Kemudian, Anna melanjutkan pembahasan mengenai tahapan pelaksanaan survei, diantaranya adalah tahap perencanaan yang memuat penentuan tujuan survei dan target populasi, tahap persiapan mulai dari pemilihan sampel hingga pengawasan di lapangan, tahap pelaksanaan yang memuat pengumpulan data di lapangan, serta tahapan pengolahan hingga penyajian. Anna juga memaparkan cara untuk mendesain survei. Hal pertama adalah menentukan tujuan survei, apa yang akan dihasilkan dari survei, apa target populasi, dan apa level generalisasi yang akan disajikan. Kemudian, hal selanjutnya yang diperlukan adalah menyiapkan kerangka sampel yang berhubungan dengan target populasi survei, dan menentukan berapa jumlah sampel yang cukup untuk menggambarkan populasi. Pada bagian ini, Anna mengkritisi terkait kebiasaan yang dilakukan mahasiswa untuk mendapatkan jumlah sampel.
"Biasanya untuk penelitian mahasiswa menggunakan Rumus Slovin. Namun, bila dilihat dari pelaksanaan desain sampel secara ideal, Rumus Slovin tidak mencerminkan apapun terhadap karakteristik unit penelitian kita", ungkapnya. Ia menyarankan untuk menggunakan metode Multiple Indicator Cluster Survey (MICS) untuk lebih mendapatkan karakteristik dan informasi. Tak cukup sampai di situ, Anna juga menambahkan bahwa ada faktor lain yang cukup berpengaruh terhadap desain survei, yaitu alokasi sampel, pemilihan sampel, sampling error, dan metode pengumpulan data. Dari pemaparan tersebut, Anna menyimpulkan bahwa inti dari perancangan survei adalah bagaimana kita dapat mengambil kesimpulan terhadap populasi dari penggunaan data sampel, serta memastikan bahwa tujuan survei terpenuhi dengan presisi yang baik.

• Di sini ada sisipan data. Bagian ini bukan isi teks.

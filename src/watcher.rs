//! Live change-feed tailing, one long-lived task per watched database.

use std::sync::atomic::{AtomicBool, Ordering};
use std::sync::Arc;
use std::sync::Mutex as StdMutex;
use std::time::Duration;
use tokio::sync::{watch, Mutex};
use tokio::task::JoinHandle;

use crate::batch::BatchProcessor;
use crate::migration::MigrationManager;
use crate::store::PrimaryStore;
use crate::transform::transform;
use crate::types::{ChangeEvent, DatabaseKind, DatabaseSummary, PendingOperation, SequenceToken, TenantId};

/// Live sync state for one watched database. Exactly one of these exists per
/// database name; the orchestrator's registry enforces it.
pub struct DatabaseSyncState {
    pub database: String,
    pub index_name: String,
    pub kind: DatabaseKind,
    pub tenant_id: TenantId,
    pub target_version: u32,
    last_seq: StdMutex<SequenceToken>,
    running: AtomicBool,
    feed: Mutex<Option<FeedHandle>>,
}

struct FeedHandle {
    shutdown: watch::Sender<bool>,
    task: JoinHandle<()>,
}

impl DatabaseSyncState {
    pub fn new(
        database: String,
        index_name: String,
        kind: DatabaseKind,
        tenant_id: TenantId,
        target_version: u32,
        last_seq: SequenceToken,
    ) -> Arc<Self> {
        Arc::new(Self {
            database,
            index_name,
            kind,
            tenant_id,
            target_version,
            last_seq: StdMutex::new(last_seq),
            running: AtomicBool::new(false),
            feed: Mutex::new(None),
        })
    }

    pub fn last_seq(&self) -> SequenceToken {
        self.last_seq
            .lock()
            .unwrap_or_else(|e| e.into_inner())
            .clone()
    }

    fn set_last_seq(&self, seq: SequenceToken) {
        *self.last_seq.lock().unwrap_or_else(|e| e.into_inner()) = seq;
    }

    pub fn is_running(&self) -> bool {
        self.running.load(Ordering::Relaxed)
    }

    pub fn summary(&self) -> DatabaseSummary {
        DatabaseSummary {
            database: self.database.clone(),
            index: self.index_name.clone(),
            kind: self.kind,
            tenant_id: self.tenant_id.clone(),
            last_seq: self.last_seq(),
        }
    }
}

/// Opens and supervises change feeds. Shared by every watched database.
pub struct ChangeFeedWatcher {
    store: Arc<dyn PrimaryStore>,
    batch: Arc<BatchProcessor>,
    migration: Arc<MigrationManager>,
    changes_limit: usize,
    poll_wait: Duration,
    feed_retry: Duration,
    checkpoint_interval: Duration,
}

impl ChangeFeedWatcher {
    pub fn new(
        store: Arc<dyn PrimaryStore>,
        batch: Arc<BatchProcessor>,
        migration: Arc<MigrationManager>,
        config: &crate::config::SyncConfig,
    ) -> Self {
        Self {
            store,
            batch,
            migration,
            changes_limit: config.changes_limit,
            poll_wait: config.poll_wait(),
            feed_retry: config.feed_retry(),
            checkpoint_interval: config.checkpoint_interval(),
        }
    }

    /// Begin tailing the feed from `state`'s current token. Idempotent per
    /// state object: a second start while running is a no-op.
    pub async fn start(&self, state: Arc<DatabaseSyncState>) {
        let mut feed = state.feed.lock().await;
        if feed.is_some() {
            tracing::info!("[FEED {}] already running", state.database);
            return;
        }

        state.running.store(true, Ordering::Relaxed);
        let (shutdown_tx, shutdown_rx) = watch::channel(false);

        let store = Arc::clone(&self.store);
        let batch = Arc::clone(&self.batch);
        let migration = Arc::clone(&self.migration);
        let task_state = Arc::clone(&state);
        let changes_limit = self.changes_limit;
        let poll_wait = self.poll_wait;
        let feed_retry = self.feed_retry;
        let checkpoint_interval = self.checkpoint_interval;

        let task = tokio::spawn(async move {
            run_feed(
                store,
                batch,
                migration,
                task_state,
                shutdown_rx,
                changes_limit,
                poll_wait,
                feed_retry,
                checkpoint_interval,
            )
            .await;
        });

        *feed = Some(FeedHandle {
            shutdown: shutdown_tx,
            task,
        });

        tracing::info!(
            "[FEED {}] started from seq {}",
            state.database,
            state.last_seq()
        );
    }

    /// Stop tailing. The final sequence token is persisted before this
    /// returns, so the watcher is fully checkpointed once stopped.
    pub async fn stop(&self, state: &DatabaseSyncState) {
        state.running.store(false, Ordering::Relaxed);

        let handle = state.feed.lock().await.take();
        if let Some(handle) = handle {
            let _ = handle.shutdown.send(true);
            if let Err(e) = handle.task.await {
                tracing::warn!("[FEED {}] task join error: {}", state.database, e);
            }
        }

        tracing::info!("[FEED {}] stopped at seq {}", state.database, state.last_seq());
    }
}

#[allow(clippy::too_many_arguments)]
async fn run_feed(
    store: Arc<dyn PrimaryStore>,
    batch: Arc<BatchProcessor>,
    migration: Arc<MigrationManager>,
    state: Arc<DatabaseSyncState>,
    mut shutdown_rx: watch::Receiver<bool>,
    changes_limit: usize,
    poll_wait: Duration,
    feed_retry: Duration,
    checkpoint_interval: Duration,
) {
    let mut checkpoint_timer = tokio::time::interval_at(
        tokio::time::Instant::now() + checkpoint_interval,
        checkpoint_interval,
    );
    checkpoint_timer.set_missed_tick_behavior(tokio::time::MissedTickBehavior::Delay);

    loop {
        let since = state.last_seq();

        tokio::select! {
            _ = shutdown_rx.changed() => {
                if *shutdown_rx.borrow() {
                    break;
                }
            }
            _ = checkpoint_timer.tick() => {
                persist_checkpoint(&migration, &state).await;
            }
            result = store.changes_since(&state.database, &since, changes_limit, poll_wait) => {
                match result {
                    Ok(feed_batch) => {
                        let count = feed_batch.events.len();
                        for event in feed_batch.events {
                            process_event(&batch, &state, event).await;
                        }
                        // Even an empty longpoll can move the feed position
                        // past non-document entries.
                        state.set_last_seq(feed_batch.last_seq);
                        if count > 0 {
                            tracing::debug!(
                                "[FEED {}] processed {} changes, at seq {}",
                                state.database,
                                count,
                                state.last_seq()
                            );
                        }
                    }
                    Err(e) => {
                        // Transient feed errors leave state untouched; the
                        // next poll resumes from the same token.
                        tracing::warn!("[FEED {}] poll failed: {}", state.database, e);
                        tokio::time::sleep(feed_retry).await;
                    }
                }
            }
        }
    }

    // Final synchronous checkpoint: a stop loses nothing that was processed.
    persist_checkpoint(&migration, &state).await;
}

async fn process_event(batch: &BatchProcessor, state: &DatabaseSyncState, event: ChangeEvent) {
    let op = if event.deleted {
        Some(PendingOperation::Delete {
            index: state.index_name.clone(),
            doc_id: event.id.clone(),
        })
    } else {
        event.doc.as_ref().and_then(|doc| {
            transform(doc, &state.tenant_id, &state.database).map(|(doc_id, document)| {
                PendingOperation::Upsert {
                    index: state.index_name.clone(),
                    doc_id,
                    document,
                }
            })
        })
    };

    match op {
        Some(op) => {
            // A flush failure surfaces here; the operations stay queued, the
            // feed keeps going. Lag grows, nothing is lost.
            if let Err(e) = batch.enqueue(op).await {
                tracing::warn!("[FEED {}] flush failed, continuing: {}", state.database, e);
            }
        }
        None => {
            tracing::debug!(
                "[FEED {}] skipped change {} (unsupported or bodiless)",
                state.database,
                event.id
            );
        }
    }

    // INVARIANT: the token advances even though the operation may still sit
    // in an unflushed batch. Deliberate at-least-once tradeoff — a crash
    // replays at most one batch window of idempotent upserts. Do not "fix"
    // this into checkpoint-after-flush; it deadlocks batching against
    // checkpointing.
    state.set_last_seq(event.seq);
}

async fn persist_checkpoint(migration: &MigrationManager, state: &DatabaseSyncState) {
    let seq = state.last_seq();
    if let Err(e) = migration
        .persist_checkpoint(&state.index_name, state.target_version, &seq)
        .await
    {
        tracing::warn!(
            "[FEED {}] checkpoint persist failed at seq {}: {}",
            state.database,
            seq,
            e
        );
    }
}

Ketika ditanya tantangan apa yang terjadi saat pandemi Covid-19, Anna menuturkan bahwa pandemi Covid-19 ini bukan sebuah halangan. Menurutnya, walaupun saat ini terjadi perubahan dalam moda pengumpulan data, survei tetap penting dan tak akan pernah surut meski terjadi pandemi. Bahkan, survei akan semakin banyak dilakukan, khususnya untuk pemerintah. Hal ini disebabkan pemerintah membutuhkan survei untuk reaksi tanggap pembuatan kebijakan, baik saat pandemi maupun pasca pandemi, serta butuh instrumen untuk melanjutkan data series. Ia menambahkan bahwa pandemi juga akhirnya memaksa untuk mendesain ulang survei dengan menyesuaikan strategi sampling dan moda pengumpulan data yang relevan. "Pandemi ini butuh pendekatan yang lebih fleksibel, tapi berdampak kecil pada kualitas data", ujarnya. Namun, ia mengingatkan bahwa akses publik terhadap teknologi juga harus diperhatikan karena ketika penetrasi internet sangat rendah, maka survei dengan moda internet atau mobile akan meningkatkan bias. Harus dipastikan bahwa penduduk dengan latar belakang yang tidak menguntungkan dapat masuk dalam frame ketika moda tersebut digunakan.
Sumber: Sony Budiarso/Leila Chanifah Z.